Every record is to be transcribed exactly as written.

>>>

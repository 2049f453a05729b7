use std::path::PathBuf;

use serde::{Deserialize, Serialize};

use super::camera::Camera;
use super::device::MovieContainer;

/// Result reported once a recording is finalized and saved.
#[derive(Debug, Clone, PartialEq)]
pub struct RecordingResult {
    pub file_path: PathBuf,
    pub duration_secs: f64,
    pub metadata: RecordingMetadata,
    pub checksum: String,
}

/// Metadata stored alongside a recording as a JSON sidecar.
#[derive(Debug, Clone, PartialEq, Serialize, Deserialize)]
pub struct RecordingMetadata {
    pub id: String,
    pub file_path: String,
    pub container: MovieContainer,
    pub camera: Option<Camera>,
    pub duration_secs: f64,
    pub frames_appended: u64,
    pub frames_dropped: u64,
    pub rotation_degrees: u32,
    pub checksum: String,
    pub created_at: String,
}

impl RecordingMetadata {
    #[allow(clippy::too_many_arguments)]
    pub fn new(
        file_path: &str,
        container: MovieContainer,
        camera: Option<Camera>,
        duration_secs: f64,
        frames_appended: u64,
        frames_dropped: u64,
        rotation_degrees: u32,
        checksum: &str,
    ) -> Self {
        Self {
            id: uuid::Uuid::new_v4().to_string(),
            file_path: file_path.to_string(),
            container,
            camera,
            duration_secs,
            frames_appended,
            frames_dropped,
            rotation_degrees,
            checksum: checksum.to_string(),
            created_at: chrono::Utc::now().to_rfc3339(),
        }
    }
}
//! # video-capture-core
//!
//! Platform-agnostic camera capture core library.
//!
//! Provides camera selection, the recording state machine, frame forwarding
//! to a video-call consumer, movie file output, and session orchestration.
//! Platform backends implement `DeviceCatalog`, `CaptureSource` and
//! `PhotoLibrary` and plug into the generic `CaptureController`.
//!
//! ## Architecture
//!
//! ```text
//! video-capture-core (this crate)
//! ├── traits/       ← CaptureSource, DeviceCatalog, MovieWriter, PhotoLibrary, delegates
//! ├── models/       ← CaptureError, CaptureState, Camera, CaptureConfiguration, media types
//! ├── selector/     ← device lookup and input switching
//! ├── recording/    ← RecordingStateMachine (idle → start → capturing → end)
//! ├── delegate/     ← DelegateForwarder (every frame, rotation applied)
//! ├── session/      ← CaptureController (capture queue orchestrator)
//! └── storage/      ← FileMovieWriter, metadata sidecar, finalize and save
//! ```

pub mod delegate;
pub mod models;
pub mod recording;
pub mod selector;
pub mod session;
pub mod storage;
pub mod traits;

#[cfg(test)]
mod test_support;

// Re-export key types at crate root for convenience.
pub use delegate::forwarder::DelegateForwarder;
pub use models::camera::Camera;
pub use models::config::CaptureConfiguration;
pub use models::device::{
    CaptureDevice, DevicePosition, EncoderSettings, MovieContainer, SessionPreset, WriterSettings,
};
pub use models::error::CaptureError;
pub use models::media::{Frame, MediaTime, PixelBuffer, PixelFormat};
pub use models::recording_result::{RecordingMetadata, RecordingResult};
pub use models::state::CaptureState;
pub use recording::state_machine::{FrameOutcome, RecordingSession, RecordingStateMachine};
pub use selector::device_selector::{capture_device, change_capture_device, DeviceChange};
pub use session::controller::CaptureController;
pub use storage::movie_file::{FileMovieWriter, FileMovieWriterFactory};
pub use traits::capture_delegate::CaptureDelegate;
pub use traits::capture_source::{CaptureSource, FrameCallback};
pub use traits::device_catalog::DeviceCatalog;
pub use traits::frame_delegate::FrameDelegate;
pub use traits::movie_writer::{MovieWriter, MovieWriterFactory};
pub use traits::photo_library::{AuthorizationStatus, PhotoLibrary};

<<<

◆ SOLUTION TO THIS PROBLEM
repository 2049f453a05729b7
use std::path::PathBuf;

use serde::{Deserialize, Serialize};

use super::camera::Camera;
use super::device::MovieContainer;

/// Result reported once a recording is finalized and saved.
#[derive(Debug, Clone, PartialEq)]
pub struct RecordingResult {
    pub file_path: PathBuf,
    pub duration_secs: f64,
    pub metadata: RecordingMetadata,
    pub checksum: String,
}

/// Metadata stored alongside a recording as a JSON sidecar.
#[derive(Debug, Clone, PartialEq, Serialize, Deserialize)]
pub struct RecordingMetadata {
    pub id: String,
    pub file_path: String,
    pub container: MovieContainer,
    pub camera: Option<Camera>,
    pub duration_secs: f64,
    pub frames_appended: u64,
    pub frames_dropped: u64,
    pub rotation_degrees: u32,
    pub checksum: String,
    pub created_at: String,
}

impl RecordingMetadata {
    #[allow(clippy::too_many_arguments)]
    pub fn new(
        file_path: &str,
        container: MovieContainer,
        camera: Option<Camera>,
        duration_secs: f64,
        frames_appended: u64,
        frames_dropped: u64,
        rotation_degrees: u32,
        checksum: &str,
    ) -> Self {
        Self {
            id: uuid::Uuid::new_v4().to_string(),
            file_path: file_path.to_string(),
            container,
            camera,
            duration_secs,
            frames_appended,
            frames_dropped,
            rotation_degrees,
            checksum: checksum.to_string(),
            created_at: chrono::Utc::now().to_rfc3339(),
        }
    }
}
//! # video-capture-core
//!
//! Platform-agnostic camera capture core library.
//!
//! Provides camera selection, the recording state machine, frame forwarding
//! to a video-call consumer, movie file output, and session orchestration.
//! Platform backends implement `DeviceCatalog`, `CaptureSource` and
//! `PhotoLibrary` and plug into the generic `CaptureController`.
//!
//! ## Architecture
//!
//! ```text
//! video-capture-core (this crate)
//! ├── traits/       ← CaptureSource, DeviceCatalog, MovieWriter, PhotoLibrary, delegates
//! ├── models/       ← CaptureError, CaptureState, Camera, CaptureConfiguration, media types
//! ├── selector/     ← device lookup and input switching
//! ├── recording/    ← RecordingStateMachine (idle → start → capturing → end)
//! ├── delegate/     ← DelegateForwarder (every frame, rotation applied)
//! ├── session/      ← CaptureController (capture queue orchestrator)
//! └── storage/      ← FileMovieWriter, metadata sidecar, finalize and save
//! ```

pub mod delegate;
pub mod models;
pub mod recording;
pub mod selector;
pub mod session;
pub mod storage;
pub mod traits;

#[cfg(test)]
mod test_support;

// Re-export key types at crate root for convenience.
pub use delegate::forwarder::DelegateForwarder;
pub use models::camera::Camera;
pub use models::config::CaptureConfiguration;
pub use models::device::{
    CaptureDevice, DevicePosition, EncoderSettings, MovieContainer, SessionPreset, WriterSettings,
};
pub use models::error::CaptureError;
pub use models::media::{Frame, MediaTime, PixelBuffer, PixelFormat};
pub use models::recording_result::{RecordingMetadata, RecordingResult};
pub use models::state::CaptureState;
pub use recording::state_machine::{FrameOutcome, RecordingSession, RecordingStateMachine};
pub use selector::device_selector::{capture_device, change_capture_device, DeviceChange};
pub use session::controller::CaptureController;
pub use storage::movie_file::{FileMovieWriter, FileMovieWriterFactory};
pub use traits::capture_delegate::CaptureDelegate;
pub use traits::capture_source::{CaptureSource, FrameCallback};
pub use traits::device_catalog::DeviceCatalog;
pub use traits::frame_delegate::FrameDelegate;
pub use traits::movie_writer::{MovieWriter, MovieWriterFactory};
pub use traits::photo_library::{AuthorizationStatus, PhotoLibrary};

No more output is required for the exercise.